Workshop Materials List

1. Clay – Chavant Le Beau Touche. Get the regular clay, not HM (high melt).
2. Clay warming devices, a metal bucket with a clamp on heat lamp or 100 W bulb works great.
3. Tie wire.
4. Aluminum foil.
5. Scissors.
6. Favorite sculpture tools.
7. Plank of wood (pine) approximately 8″ x 8″ x 2″.
Bring as many planks as you wish…the wood is used as the base for your sculpture.
8. Plumber’s pipe, 1/2″ threaded: Bring several different lengths…up to 10″…not PVC pipe.
Plumber’s pipe T joint.
Plumber’s pipe couplers.
Plumber’s pipe flange.
9. Screws and screwdriver to secure the flange to wood…this may be done before you arrive. (Place flange in the center of plank)
10. Wire cutters
11. Needle nose pliers
12. Rubber mallet.
13. Spatula
14. Measuring devices such as rulers, measuring tape, dividers, and calipers.

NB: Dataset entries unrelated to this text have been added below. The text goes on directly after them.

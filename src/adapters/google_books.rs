//! Google Books `volumes` search adapter.

use std::time::Duration;

use async_trait::async_trait;
use reqwest::Url;
use serde::Deserialize;
use tracing::{debug, warn};

use super::{CatalogSearch, SearchError, SearchQuery};
use crate::config::{CatalogSettings, DEFAULT_API_URL};
use crate::domain::CatalogItem;

/// Google Books API client
pub struct GoogleBooksClient {
    /// Volumes endpoint
    api_url: String,
    /// Optional `maxResults` parameter
    max_results: Option<u32>,
    /// HTTP client
    client: reqwest::Client,
}

/// Search response body
#[derive(Debug, Deserialize)]
struct VolumesResponse {
    #[serde(default)]
    items: Option<Vec<CatalogItem>>,
}

/// Error response body
#[derive(Debug, Deserialize)]
struct ErrorResponse {
    error: ErrorBody,
}

#[derive(Debug, Deserialize)]
struct ErrorBody {
    #[serde(default)]
    message: Option<String>,
}

impl Default for GoogleBooksClient {
    fn default() -> Self {
        Self::new(DEFAULT_API_URL, Duration::from_secs(30))
    }
}

impl GoogleBooksClient {
    /// Create a client for `api_url` with a request timeout
    pub fn new(api_url: impl Into<String>, timeout: Duration) -> Self {
        let client = reqwest::Client::builder()
            .timeout(timeout)
            .build()
            .unwrap_or_else(|e| {
                warn!(error = %e, "failed to build HTTP client with timeout, using defaults");
                reqwest::Client::new()
            });

        Self {
            api_url: api_url.into(),
            max_results: None,
            client,
        }
    }

    /// Create from config
    pub fn from_settings(settings: &CatalogSettings) -> Self {
        let mut client = Self::new(settings.api_url.clone(), settings.timeout());
        client.max_results = settings.max_results;
        client
    }

    /// Build the request URL for a query
    fn search_url(&self, query: &SearchQuery) -> Result<Url, SearchError> {
        let mut url = Url::parse(&self.api_url).map_err(|e| SearchError::Api {
            status: 0,
            message: format!("invalid API URL {}: {}", self.api_url, e),
        })?;

        {
            let mut pairs = url.query_pairs_mut();
            pairs.append_pair("q", &query.to_q());
            if let Some(max) = self.max_results {
                pairs.append_pair("maxResults", &max.to_string());
            }
        }

        Ok(url)
    }
}

/// Decode a successful response body
fn parse_volumes(body: &str) -> Result<Vec<CatalogItem>, SearchError> {
    let response: VolumesResponse = serde_json::from_str(body)?;
    Ok(response.items.unwrap_or_default())
}

/// Extract the most useful message from an error response body
fn api_error_message(body: &str, fallback: &str) -> String {
    serde_json::from_str::<ErrorResponse>(body)
        .ok()
        .and_then(|r| r.error.message)
        .filter(|m| !m.is_empty())
        .unwrap_or_else(|| fallback.to_string())
}

#[async_trait]
impl CatalogSearch for GoogleBooksClient {
    fn name(&self) -> &str {
        "google-books"
    }

    async fn search(&self, query: &SearchQuery) -> Result<Vec<CatalogItem>, SearchError> {
        let url = self.search_url(query)?;
        debug!(url = %url, "searching catalog");

        let response = self.client.get(url).send().await?;
        let status = response.status();
        let body = response.text().await?;

        if !status.is_success() {
            let reason = status.canonical_reason().unwrap_or("request failed");
            return Err(SearchError::Api {
                status: status.as_u16(),
                message: api_error_message(&body, reason),
            });
        }

        let items = parse_volumes(&body)?;
        debug!(count = items.len(), "catalog search complete");
        Ok(items)
    }
}

#[cfg(test)]
mod tests {
    use super::*;

    #[test]
    fn test_search_url() {
        let client = GoogleBooksClient::default();
        let query = SearchQuery::new(Some("the hobbit"), Some("fantasy")).unwrap();

        let url = client.search_url(&query).unwrap();
        assert_eq!(url.host_str(), Some("www.googleapis.com"));
        assert_eq!(url.path(), "/books/v1/volumes");

        let q: Vec<_> = url.query_pairs().collect();
        assert_eq!(q.len(), 1);
        assert_eq!(q[0].0, "q");
        assert_eq!(q[0].1, "the hobbit subject:fantasy");
    }

    #[test]
    fn test_search_url_with_max_results() {
        let settings = CatalogSettings {
            api_url: "http://localhost:8080/volumes".to_string(),
            timeout_seconds: 1,
            max_results: Some(40),
        };
        let client = GoogleBooksClient::from_settings(&settings);
        let query = SearchQuery::new(Some("dune"), None).unwrap();

        let url = client.search_url(&query).unwrap();
        assert_eq!(url.as_str(), "http://localhost:8080/volumes?q=dune&maxResults=40");
    }

    #[test]
    fn test_invalid_api_url() {
        let client = GoogleBooksClient::new("not a url", Duration::from_secs(1));
        let query = SearchQuery::new(Some("dune"), None).unwrap();

        assert!(matches!(
            client.search_url(&query),
            Err(SearchError::Api { status: 0, .. })
        ));
    }

    #[test]
    fn test_parse_volumes() {
        let body = r#"{
            "kind": "books#volumes",
            "totalItems": 1,
            "items": [{"id": "abc", "volumeInfo": {"title": "Dune"}}]
        }"#;

        let items = parse_volumes(body).unwrap();
        assert_eq!(items.len(), 1);
        assert_eq!(items[0].id.as_deref(), Some("abc"));
    }

    #[test]
    fn test_parse_volumes_without_items() {
        let items = parse_volumes(r#"{"kind": "books#volumes", "totalItems": 0}"#).unwrap();
        assert!(items.is_empty());
    }

    #[test]
    fn test_parse_volumes_rejects_garbage() {
        assert!(matches!(parse_volumes("<html>"), Err(SearchError::Decode(_))));
    }

    #[test]
    fn test_api_error_message() {
        let body = r#"{"error": {"code": 400, "message": "Missing query."}}"#;
        assert_eq!(api_error_message(body, "Bad Request"), "Missing query.");
        assert_eq!(api_error_message("oops", "Bad Request"), "Bad Request");
    }
}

15. Because we concentrate on BIRDS IN FLIGHT, live models in the classroom are more distracting than useful. I will demonstrate the technique of constructing a cantilevered bird armature that can be used for many different bird species and will show you how to assemble shapes to capture the “gist” of the specific bird.
16. Bird field guides such as Peterson, Stokes, Golden, or Sibley. Sibley’s Guide to Birds (not Sibley’s Guide to Bird Life and Behavior) is best if bringing only one field guide. This popular book can usually be purchased at any bookstore.
17. Bring your laptop to the class if possible.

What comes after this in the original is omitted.